Something I've learnt with both financial and non-financial systems under stress is this. 

The stress will gradually erode the ability of the system to cope with an external shock. For example, a company gradually runs down its cash reserves or an overloaded water supply system gradually drains the dams.  

Various predictions of the "deadline" to resolve the situation based on the above will be made. They will usually be wrong.

At some point an external shock, such as an interruption to production in the case of a mining company or a drought in the case of the water supply example, will arrive. With cash / water reserves already depleted due to the underlying problems, this shock becomes the visible trigger event for a crisis that was always going to happen, the only question being when.

Had the underlying situation been healthy then the shock would have been just a page or two in the annual report. If the company had $100 million to spare, if the dams were almost full, then nothing drastic would have happened since there was plenty of "buffer" to cope with the problems. But with very little in reserve before the crisis hit, outright failure is inevitable. 

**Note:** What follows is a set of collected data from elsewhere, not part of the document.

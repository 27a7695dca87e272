// Copyright (c) 2016-2021 Fabian Schuiki

//! Representation of constant values
//!
//! Integral values are arbitrary precision integers that are kept truncated
//! to the width of their type. Signed types hold their two's complement
//! interpretation, unsigned types a nonnegative number.

use crate::ty::ValueType;
use num::{BigInt, FromPrimitive, Integer, One, Signed, ToPrimitive, Zero};
use std::fmt::{self, Display, Formatter};

/// A constant value.
#[derive(Debug, Clone, PartialEq)]
pub struct ConstValue {
    /// The type of the value.
    pub ty: ValueType,
    /// The actual value.
    pub kind: ValueKind,
}

/// The different forms a value can assume.
#[derive(Debug, Clone, PartialEq)]
pub enum ValueKind {
    /// An arbitrary precision integer.
    Int(BigInt),
    /// A floating point number.
    Real(f64),
}

/// Compute `2^width`.
pub fn modulus(width: usize) -> BigInt {
    BigInt::one() << width
}

/// Truncate a value to the lower `width` bits, yielding a nonnegative number.
pub fn mask(value: &BigInt, width: usize) -> BigInt {
    value.mod_floor(&modulus(width))
}

/// Truncate a value to `width` bits and interpret them with a sign.
pub fn truncate(value: &BigInt, width: usize, signed: bool) -> BigInt {
    let masked = mask(value, width);
    if signed && width > 0 && masked >= modulus(width - 1) {
        masked - modulus(width)
    } else {
        masked
    }
}

/// Create a new integer value.
///
/// Panics if `ty` is real. Truncates the value to `ty`.
pub fn make_int(ty: ValueType, value: BigInt) -> ConstValue {
    if ty.is_real() {
        bug!("create int value `{}` with real type", value);
    }
    let value = truncate(&value, ty.bit_width(), ty.is_signed());
    ConstValue {
        ty,
        kind: ValueKind::Int(value),
    }
}

/// Create a new real value.
pub fn make_real(value: f64) -> ConstValue {
    ConstValue {
        ty: ValueType::REAL,
        kind: ValueKind::Real(value),
    }
}

impl ConstValue {
    /// Return the integer value, if this is an integral constant.
    pub fn get_int(&self) -> Option<&BigInt> {
        match self.kind {
            ValueKind::Int(ref v) => Some(v),
            _ => None,
        }
    }

    /// Check whether the value is nonzero.
    pub fn is_true(&self) -> bool {
        match self.kind {
            ValueKind::Int(ref v) => !v.is_zero(),
            ValueKind::Real(v) => v != 0.0,
        }
    }

    /// Convert the value to a floating point number.
    pub fn to_f64(&self) -> f64 {
        match self.kind {
            ValueKind::Int(ref v) => v.to_f64().unwrap_or(std::f64::NAN),
            ValueKind::Real(v) => v,
        }
    }

    /// Convert the value to an integer, rounding real numbers to the nearest
    /// integer away from zero.
    ///
    /// Returns `None` for infinite and NaN reals.
    pub fn to_bigint(&self) -> Option<BigInt> {
        match self.kind {
            ValueKind::Int(ref v) => Some(v.clone()),
            ValueKind::Real(v) => BigInt::from_f64(v.round()),
        }
    }

    /// Convert the value to a machine integer, if it fits.
    pub fn to_isize(&self) -> Option<isize> {
        match self.kind {
            ValueKind::Int(ref v) => v.to_isize(),
            ValueKind::Real(_) => None,
        }
    }
}

impl Display for ConstValue {
    fn fmt(&self, f: &mut Formatter) -> fmt::Result {
        match self.kind {
            ValueKind::Real(v) => write!(f, "{}", v),
            ValueKind::Int(ref v) if self.ty.is_sized() => {
                if v.is_negative() {
                    write!(f, "-")?;
                }
                write!(
                    f,
                    "{}'{}d{}",
                    self.ty.bit_width(),
                    if self.ty.is_signed() { "s" } else { "" },
                    v.abs()
                )
            }
            ValueKind::Int(ref v) => write!(f, "{}", v),
        }
    }
}

#[cfg(test)]
mod tests {
    use super::*;
    use crate::ty::Sign;

    #[test]
    fn truncate_to_width() {
        let ty = ValueType::bit_vector(Sign::Unsigned, 4);
        assert_eq!(make_int(ty, BigInt::from(16)).get_int(), Some(&BigInt::from(0)));
        assert_eq!(make_int(ty, BigInt::from(-1)).get_int(), Some(&BigInt::from(15)));
    }

    #[test]
    fn signed_wraps_around() {
        let ty = ValueType::bit_vector(Sign::Signed, 4);
        assert_eq!(make_int(ty, BigInt::from(7)).get_int(), Some(&BigInt::from(7)));
        assert_eq!(make_int(ty, BigInt::from(8)).get_int(), Some(&BigInt::from(-8)));
        assert_eq!(make_int(ty, BigInt::from(15)).get_int(), Some(&BigInt::from(-1)));
        assert_eq!(
            make_int(ValueType::INTEGER, BigInt::from(1u64 << 31)).get_int(),
            Some(&BigInt::from(-(1i64 << 31)))
        );
    }

    #[test]
    #[should_panic(expected = "with real type")]
    fn int_with_real_type() {
        let _ = make_int(ValueType::REAL, BigInt::from(1));
    }

    #[test]
    fn display() {
        let u = make_int(ValueType::bit_vector(Sign::Unsigned, 8), BigInt::from(200));
        let s = make_int(ValueType::bit_vector(Sign::Signed, 8), BigInt::from(200));
        assert_eq!(format!("{}", u), "8'd200");
        assert_eq!(format!("{}", s), "-8'sd56");
        assert_eq!(format!("{}", make_int(ValueType::INTEGER, BigInt::from(42))), "42");
        assert_eq!(format!("{}", make_real(1.5)), "1.5");
    }

    #[test]
    fn conversions() {
        let v = make_real(-2.5);
        assert_eq!(v.to_bigint(), Some(BigInt::from(-3)));
        assert!(v.is_true());
        assert!(!make_int(ValueType::BIT, BigInt::from(2)).is_true());
    }

    #[test]
    fn huge_reals_keep_their_magnitude() {
        let big = make_real(1e40).to_bigint().unwrap();
        assert_eq!(big.to_string().len(), 41);
        assert!(big > BigInt::from(u128::MAX));
        assert_eq!(make_real(-1e40).to_bigint(), Some(-big));
        assert_eq!(make_real(std::f64::INFINITY).to_bigint(), None);
        assert_eq!(make_real(std::f64::NAN).to_bigint(), None);
    }
}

And so it will be with the US situation. Clearly under stress and heading toward an inevitable crisis. At some point there will probably be a "shock" event, the nature and timing of which would be impossible to predict other than to say something will happen sometime. And that shock will be what tips them over the edge...

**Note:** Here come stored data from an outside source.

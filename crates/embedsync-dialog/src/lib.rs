//! Reconciliation between the UI-shaped [`MediaDialogData`] and the flat
//! [`MediaData`] record.
//!
//! [`wrap`] is a plain structural transform. [`unwrap`] resolves each field
//! from several possibly conflicting sources, evaluated first-match-wins:
//!
//! | Field role    | 1st               | 2nd               | 3rd         |
//! |---------------|-------------------|-------------------|-------------|
//! | active field  | own boxed value   | lookup metadata   | flat value  |
//! | other fields  | lookup metadata   | own boxed value   | flat value  |
//!
//! Lookup metadata for a field is the active field's metadata entry named
//! after that field, then the `value` entry of the field's own metadata.
//! Only non-empty candidates match. Dimensions take the active field's
//! `width`/`height` metadata over the entered size.
//!
//! The asymmetry keeps the field being typed into from being overridden by a
//! stale lookup while other fields pick up fresh lookup results immediately.

use embedsync_core::{
    DialogField, Dimensions, FieldValue, MediaData, MediaDialogData, Metadata, UrlField,
};
use tracing::trace;

/// Where a field value may come from during [`unwrap`].
#[derive(Debug, Clone, Copy, PartialEq, Eq)]
pub enum Candidate {
    /// The non-empty `value` of a boxed field.
    BoxedValue,
    /// Metadata attached by the most recent URL lookup.
    LookupMetadata,
    /// A bare string field.
    FlatValue,
}

/// Candidate order for the field the user is editing.
pub const ACTIVE_FIELD_ORDER: [Candidate; 3] = [
    Candidate::BoxedValue,
    Candidate::LookupMetadata,
    Candidate::FlatValue,
];

/// Candidate order for every other field.
pub const OTHER_FIELD_ORDER: [Candidate; 3] = [
    Candidate::LookupMetadata,
    Candidate::BoxedValue,
    Candidate::FlatValue,
];

/// Convert a flat record into its UI shape.
pub fn wrap(data: &MediaData) -> MediaDialogData {
    let dimensions = Dimensions {
        width: data.width.clone(),
        height: data.height.clone(),
    };

    MediaDialogData {
        source: Some(FieldValue::boxed(data.source.as_str())),
        altsource: Some(FieldValue::boxed(data.altsource.as_str())),
        poster: Some(FieldValue::boxed(data.poster.as_str())),
        embed: data.embed.clone(),
        dimensions: (!dimensions.is_empty()).then_some(dimensions),
        allowfullscreen: data.allowfullscreen,
    }
}

/// Flatten a UI-shaped record, resolving conflicts in favour of `active`.
pub fn unwrap(dialog: &MediaDialogData, active: Option<DialogField>) -> MediaData {
    let active_meta = active
        .and_then(DialogField::url_field)
        .and_then(|field| dialog.url_field(field))
        .and_then(FieldValue::meta);

    let resolve = |field: UrlField| {
        let is_active = active.and_then(DialogField::url_field) == Some(field);
        resolve_url_field(dialog.url_field(field), field, is_active, active_meta)
    };

    let (width, height) = resolve_dimensions(dialog.dimensions.as_ref(), active_meta);

    MediaData {
        source: resolve(UrlField::Source),
        altsource: resolve(UrlField::AltSource),
        poster: resolve(UrlField::Poster),
        embed: meta_entry(active_meta, "embed")
            .or(dialog.embed.as_deref())
            .filter(|e| !e.is_empty())
            .map(str::to_string),
        width,
        height,
        allowfullscreen: dialog.allowfullscreen,
        ..MediaData::default()
    }
}

fn resolve_url_field(
    value: Option<&FieldValue>,
    field: UrlField,
    is_active: bool,
    active_meta: Option<&Metadata>,
) -> String {
    let order: &[Candidate] = if is_active {
        &ACTIVE_FIELD_ORDER
    } else {
        &OTHER_FIELD_ORDER
    };

    order
        .iter()
        .find_map(|&source| {
            let found = candidate(source, value, field, active_meta)?;
            trace!(field = field.name(), ?source, "resolved dialog field");
            Some(found.to_string())
        })
        .unwrap_or_default()
}

fn candidate<'a>(
    source: Candidate,
    value: Option<&'a FieldValue>,
    field: UrlField,
    active_meta: Option<&'a Metadata>,
) -> Option<&'a str> {
    let found = match (source, value) {
        (Candidate::BoxedValue, Some(FieldValue::WithMeta { value, .. })) => Some(value.as_str()),
        (Candidate::FlatValue, Some(FieldValue::Flat(value))) => Some(value.as_str()),
        (Candidate::LookupMetadata, _) => meta_entry(active_meta, field.name())
            .or_else(|| meta_entry(value.and_then(FieldValue::meta), "value")),
        _ => None,
    };
    found.filter(|v| !v.is_empty())
}

fn resolve_dimensions(
    dimensions: Option<&Dimensions>,
    active_meta: Option<&Metadata>,
) -> (Option<String>, Option<String>) {
    let Some(dimensions) = dimensions else {
        return (None, None);
    };
    let pick = |name: &str, entered: &Option<String>| {
        meta_entry(active_meta, name)
            .map(str::to_string)
            .or_else(|| entered.clone())
    };
    (
        pick("width", &dimensions.width),
        pick("height", &dimensions.height),
    )
}

fn meta_entry<'a>(meta: Option<&'a Metadata>, key: &str) -> Option<&'a str> {
    meta.and_then(|m| m.get(key))
        .map(String::as_str)
        .filter(|v| !v.is_empty())
}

Possible shocks? Basically anything that seriously rocks the system. Trying to predict the "what" would be futile in my opinion, other than to say one day you'll wake up an it will have happened. That said, as the system is increasingly stressed, the size of the shock required to bring it down decreases with time until the event finally happens.

It's much like how I remember reading about the problems at General Motors back in 2002, likewise some of the US mortgage lending giants. It was inevitable that trouble lay ahead, and 6 years later it finally happened with the GFC. Trouble was inevitable, it just needed a trigger (and sooner or later you can be pretty certain that there will be a trigger for just about anything).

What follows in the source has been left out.